- Your goal: A single stretch of the material below is to be transcribed exactly, starting at the line with "use std::net::SocketAddr;" and ending after the line with "#[arg(long, value_enum)]".

** Raw data follows **

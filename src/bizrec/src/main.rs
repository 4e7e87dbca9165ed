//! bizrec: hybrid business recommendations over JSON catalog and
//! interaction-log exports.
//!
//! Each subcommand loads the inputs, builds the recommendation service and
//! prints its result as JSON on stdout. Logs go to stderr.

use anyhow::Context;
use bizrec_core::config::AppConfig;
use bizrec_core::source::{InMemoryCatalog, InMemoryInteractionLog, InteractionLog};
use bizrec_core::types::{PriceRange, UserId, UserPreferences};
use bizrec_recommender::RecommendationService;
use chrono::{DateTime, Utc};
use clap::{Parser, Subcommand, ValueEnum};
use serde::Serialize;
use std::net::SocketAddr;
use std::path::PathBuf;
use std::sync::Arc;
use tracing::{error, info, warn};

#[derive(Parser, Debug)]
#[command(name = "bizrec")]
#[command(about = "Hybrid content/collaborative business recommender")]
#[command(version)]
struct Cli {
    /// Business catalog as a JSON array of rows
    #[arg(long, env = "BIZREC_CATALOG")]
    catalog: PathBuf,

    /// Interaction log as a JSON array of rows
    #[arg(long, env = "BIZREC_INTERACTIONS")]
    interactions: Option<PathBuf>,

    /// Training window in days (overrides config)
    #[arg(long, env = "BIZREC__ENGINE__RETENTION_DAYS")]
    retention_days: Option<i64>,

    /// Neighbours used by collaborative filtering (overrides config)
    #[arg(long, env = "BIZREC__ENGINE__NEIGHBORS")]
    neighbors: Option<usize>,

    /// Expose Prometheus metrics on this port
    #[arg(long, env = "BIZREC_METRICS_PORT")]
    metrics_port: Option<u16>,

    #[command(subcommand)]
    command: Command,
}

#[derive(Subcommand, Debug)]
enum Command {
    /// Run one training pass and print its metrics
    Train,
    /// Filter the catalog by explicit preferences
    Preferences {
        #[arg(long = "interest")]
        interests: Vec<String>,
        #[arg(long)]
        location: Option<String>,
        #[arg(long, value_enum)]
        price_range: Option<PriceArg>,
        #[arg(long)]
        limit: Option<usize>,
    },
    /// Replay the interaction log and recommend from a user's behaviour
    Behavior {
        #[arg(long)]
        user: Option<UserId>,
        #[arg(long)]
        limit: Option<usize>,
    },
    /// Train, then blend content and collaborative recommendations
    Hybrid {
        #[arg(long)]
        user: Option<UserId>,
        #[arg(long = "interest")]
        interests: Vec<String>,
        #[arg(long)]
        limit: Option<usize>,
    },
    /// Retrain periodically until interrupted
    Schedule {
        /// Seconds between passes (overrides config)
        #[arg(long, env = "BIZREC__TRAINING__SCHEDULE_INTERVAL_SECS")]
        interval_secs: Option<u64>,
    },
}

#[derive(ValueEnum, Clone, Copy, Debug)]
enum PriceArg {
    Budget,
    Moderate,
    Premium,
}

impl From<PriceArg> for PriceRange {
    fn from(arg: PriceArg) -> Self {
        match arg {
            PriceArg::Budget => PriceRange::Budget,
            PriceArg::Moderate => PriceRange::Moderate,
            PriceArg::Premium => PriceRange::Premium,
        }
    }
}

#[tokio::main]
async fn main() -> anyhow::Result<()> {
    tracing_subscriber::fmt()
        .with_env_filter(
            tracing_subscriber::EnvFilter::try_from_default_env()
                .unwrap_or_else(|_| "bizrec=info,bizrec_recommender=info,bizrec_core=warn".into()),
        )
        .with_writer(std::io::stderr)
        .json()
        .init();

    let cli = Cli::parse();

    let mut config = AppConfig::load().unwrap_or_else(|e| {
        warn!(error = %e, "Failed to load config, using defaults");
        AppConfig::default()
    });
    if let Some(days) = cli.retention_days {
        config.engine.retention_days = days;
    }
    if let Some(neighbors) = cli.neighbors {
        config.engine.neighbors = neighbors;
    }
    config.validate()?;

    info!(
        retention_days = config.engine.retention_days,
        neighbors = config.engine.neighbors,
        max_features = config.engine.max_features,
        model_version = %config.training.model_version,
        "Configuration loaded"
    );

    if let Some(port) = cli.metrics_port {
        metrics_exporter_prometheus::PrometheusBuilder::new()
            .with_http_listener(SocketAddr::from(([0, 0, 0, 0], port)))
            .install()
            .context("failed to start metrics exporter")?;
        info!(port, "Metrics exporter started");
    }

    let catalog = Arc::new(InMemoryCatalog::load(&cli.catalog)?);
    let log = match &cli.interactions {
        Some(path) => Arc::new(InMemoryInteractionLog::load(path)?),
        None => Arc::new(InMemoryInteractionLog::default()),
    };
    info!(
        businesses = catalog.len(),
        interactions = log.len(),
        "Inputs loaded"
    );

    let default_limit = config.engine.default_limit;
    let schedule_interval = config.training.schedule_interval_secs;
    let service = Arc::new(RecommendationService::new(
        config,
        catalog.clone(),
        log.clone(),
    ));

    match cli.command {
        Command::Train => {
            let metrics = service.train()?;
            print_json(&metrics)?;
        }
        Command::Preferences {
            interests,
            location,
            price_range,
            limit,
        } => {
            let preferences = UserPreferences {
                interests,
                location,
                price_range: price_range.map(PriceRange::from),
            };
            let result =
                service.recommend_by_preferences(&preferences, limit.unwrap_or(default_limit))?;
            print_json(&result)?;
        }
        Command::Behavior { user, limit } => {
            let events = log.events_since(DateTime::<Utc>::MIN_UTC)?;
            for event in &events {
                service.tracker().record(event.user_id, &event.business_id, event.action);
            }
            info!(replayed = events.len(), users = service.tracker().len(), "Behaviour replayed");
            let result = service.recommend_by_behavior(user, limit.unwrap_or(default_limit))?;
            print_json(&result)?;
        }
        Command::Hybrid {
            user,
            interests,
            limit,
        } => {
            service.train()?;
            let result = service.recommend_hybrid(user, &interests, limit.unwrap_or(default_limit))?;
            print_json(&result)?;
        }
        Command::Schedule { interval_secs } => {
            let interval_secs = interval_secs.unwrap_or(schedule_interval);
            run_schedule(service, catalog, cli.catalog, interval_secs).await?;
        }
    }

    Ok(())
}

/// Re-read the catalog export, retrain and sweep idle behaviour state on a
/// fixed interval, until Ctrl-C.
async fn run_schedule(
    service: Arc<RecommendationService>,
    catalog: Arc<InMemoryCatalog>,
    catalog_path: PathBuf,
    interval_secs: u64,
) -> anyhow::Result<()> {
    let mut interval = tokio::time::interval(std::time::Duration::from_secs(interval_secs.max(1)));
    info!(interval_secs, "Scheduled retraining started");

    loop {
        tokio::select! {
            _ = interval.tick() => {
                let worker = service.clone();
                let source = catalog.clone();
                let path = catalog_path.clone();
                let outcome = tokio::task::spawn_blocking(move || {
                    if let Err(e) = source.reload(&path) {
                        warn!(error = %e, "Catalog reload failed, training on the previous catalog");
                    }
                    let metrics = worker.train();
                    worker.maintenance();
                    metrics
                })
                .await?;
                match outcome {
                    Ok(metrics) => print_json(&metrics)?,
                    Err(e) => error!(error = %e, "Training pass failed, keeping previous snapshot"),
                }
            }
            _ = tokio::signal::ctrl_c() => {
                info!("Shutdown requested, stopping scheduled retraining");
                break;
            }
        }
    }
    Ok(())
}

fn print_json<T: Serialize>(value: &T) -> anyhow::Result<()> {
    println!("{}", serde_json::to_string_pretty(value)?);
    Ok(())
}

** End of Raw data **

- Solution to this problem:
use std::net::SocketAddr;
use std::path::PathBuf;
use std::sync::Arc;
use tracing::{error, info, warn};

#[derive(Parser, Debug)]
#[command(name = "bizrec")]
#[command(about = "Hybrid content/collaborative business recommender")]
#[command(version)]
struct Cli {
    /// Business catalog as a JSON array of rows
    #[arg(long, env = "BIZREC_CATALOG")]
    catalog: PathBuf,

    /// Interaction log as a JSON array of rows
    #[arg(long, env = "BIZREC_INTERACTIONS")]
    interactions: Option<PathBuf>,

    /// Training window in days (overrides config)
    #[arg(long, env = "BIZREC__ENGINE__RETENTION_DAYS")]
    retention_days: Option<i64>,

    /// Neighbours used by collaborative filtering (overrides config)
    #[arg(long, env = "BIZREC__ENGINE__NEIGHBORS")]
    neighbors: Option<usize>,

    /// Expose Prometheus metrics on this port
    #[arg(long, env = "BIZREC_METRICS_PORT")]
    metrics_port: Option<u16>,

    #[command(subcommand)]
    command: Command,
}

#[derive(Subcommand, Debug)]
enum Command {
    /// Run one training pass and print its metrics
    Train,
    /// Filter the catalog by explicit preferences
    Preferences {
        #[arg(long = "interest")]
        interests: Vec<String>,
        #[arg(long)]
        location: Option<String>,
        #[arg(long, value_enum)]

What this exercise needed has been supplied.